TASK TO COMPLETE:
Repeat exactly the line that contains "slots, total_score, unassigned_players" and every line below it to the end of the material, omitting all others.

____

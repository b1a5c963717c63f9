//! Squad-to-formation assignment
//!
//! Glues slot scoring and the Kuhn–Munkres solver together: the goalkeeper
//! slot is set aside, every (outfield slot, player) pair is scored, the
//! matrix is solved, and the result is laid back onto the formation in its
//! display order.

pub mod hungarian;

pub use hungarian::{optimal_assignment, ScoreMatrix};

use crate::config::AssignerConfig;
use crate::models::{Formation, PlayerSuitability, PositionCode};
use crate::scoring::SlotScorer;
use serde::{Deserialize, Serialize};
use std::collections::HashSet;

/// One slot of the final lineup.
#[derive(Debug, Clone, PartialEq, Serialize, Deserialize)]
pub struct SlotAssignment {
    pub slot_id: String,
    pub required_code: PositionCode,
    pub label: String,
    /// `None` when the slot stays empty
    pub player_id: Option<String>,
    /// Slot score of the assigned player
    pub score: Option<f64>,
}

/// Slot → player mapping covering every slot of the formation exactly once,
/// in display order.
#[derive(Debug, Clone, PartialEq, Serialize, Deserialize)]
pub struct Assignment {
    pub formation: String,
    pub slots: Vec<SlotAssignment>,
    pub total_score: f64,
    /// Players that did not get an outfield slot
    pub unassigned_players: Vec<String>,
}

impl Assignment {
    pub fn get(&self, slot_id: &str) -> Option<&SlotAssignment> {
        self.slots.iter().find(|s| s.slot_id == slot_id)
    }

    /// Player in `slot_id`, `None` for an empty or unknown slot.
    pub fn player_for(&self, slot_id: &str) -> Option<&str> {
        self.get(slot_id).and_then(|s| s.player_id.as_deref())
    }

    /// Slot holding `player_id`, if any.
    pub fn slot_of(&self, player_id: &str) -> Option<&str> {
        self.slots
            .iter()
            .find(|s| s.player_id.as_deref() == Some(player_id))
            .map(|s| s.slot_id.as_str())
    }

    pub fn filled_count(&self) -> usize {
        self.slots.iter().filter(|s| s.player_id.is_some()).count()
    }

    pub fn empty_slots(&self) -> impl Iterator<Item = &SlotAssignment> {
        self.slots.iter().filter(|s| s.player_id.is_none())
    }
}

/// Score matrix for `formation`'s outfield slots (rows, display order)
/// against `players` (columns, input order).
pub fn build_score_matrix(
    formation: &Formation<'_>,
    players: &[PlayerSuitability],
    scorer: &SlotScorer,
) -> ScoreMatrix {
    let outfield: Vec<PositionCode> = formation.outfield_slots().map(|s| s.required_code).collect();
    ScoreMatrix::from_fn(outfield.len(), players.len(), |row, col| {
        scorer.score(outfield[row], &players[col])
    })
}

/// `None` when every id is unique, otherwise the roster with repeats dropped.
fn dedup_players(players: &[PlayerSuitability]) -> Option<Vec<PlayerSuitability>> {
    let mut seen = HashSet::with_capacity(players.len());
    if players.iter().all(|p| seen.insert(p.player_id.as_str())) {
        return None;
    }

    seen.clear();
    let unique = players
        .iter()
        .filter(|p| {
            let first = seen.insert(p.player_id.as_str());
            if !first {
                tracing::warn!(player = %p.player_id, "duplicate player id ignored");
            }
            first
        })
        .cloned()
        .collect();
    Some(unique)
}

/// Optimal assignment of `players` onto `formation`.
///
/// The goalkeeper slot is never filled here. When there are fewer players
/// than outfield slots the remaining slots stay empty; when there are more,
/// the surplus is reported in `unassigned_players`. A repeated `player_id`
/// is ignored after its first occurrence.
pub fn assign_formation(
    formation: &Formation<'_>,
    players: &[PlayerSuitability],
    config: &AssignerConfig,
) -> Assignment {
    let deduped = dedup_players(players);
    let players: &[PlayerSuitability] = deduped.as_deref().unwrap_or(players);

    let scorer = SlotScorer::from_config(config);
    let scores = build_score_matrix(formation, players, &scorer);
    let rows = optimal_assignment(&scores, config.padding);

    let mut taken = vec![false; players.len()];
    let mut outfield_rows = rows.iter().copied().enumerate();
    let mut total_score = 0.0;

    let slots: Vec<SlotAssignment> = formation
        .slots
        .iter()
        .map(|slot| {
            let (player_id, score) = if slot.is_goalkeeper() {
                (None, None)
            } else {
                match outfield_rows.next() {
                    Some((row, Some(col))) => {
                        let score = scores.get(row, col);
                        taken[col] = true;
                        total_score += score;
                        (Some(players[col].player_id.clone()), Some(score))
                    }
                    _ => (None, None),
                }
            };
            SlotAssignment {
                slot_id: slot.slot_id.to_string(),
                required_code: slot.required_code,
                label: slot.label.to_string(),
                player_id,
                score,
            }
        })
        .collect();

    let unassigned_players = players
        .iter()
        .zip(&taken)
        .filter(|(_, taken)| !**taken)
        .map(|(p, _)| p.player_id.clone())
        .collect();

    tracing::debug!(
        formation = formation.name,
        players = players.len(),
        total_score,
        "formation assignment complete"
    );

    Assignment { formation: formation.name.to_string(), slots, total_score, unassigned_players }
}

____

EXERCISE RESPONSE:
    Assignment { formation: formation.name.to_string(), slots, total_score, unassigned_players }
}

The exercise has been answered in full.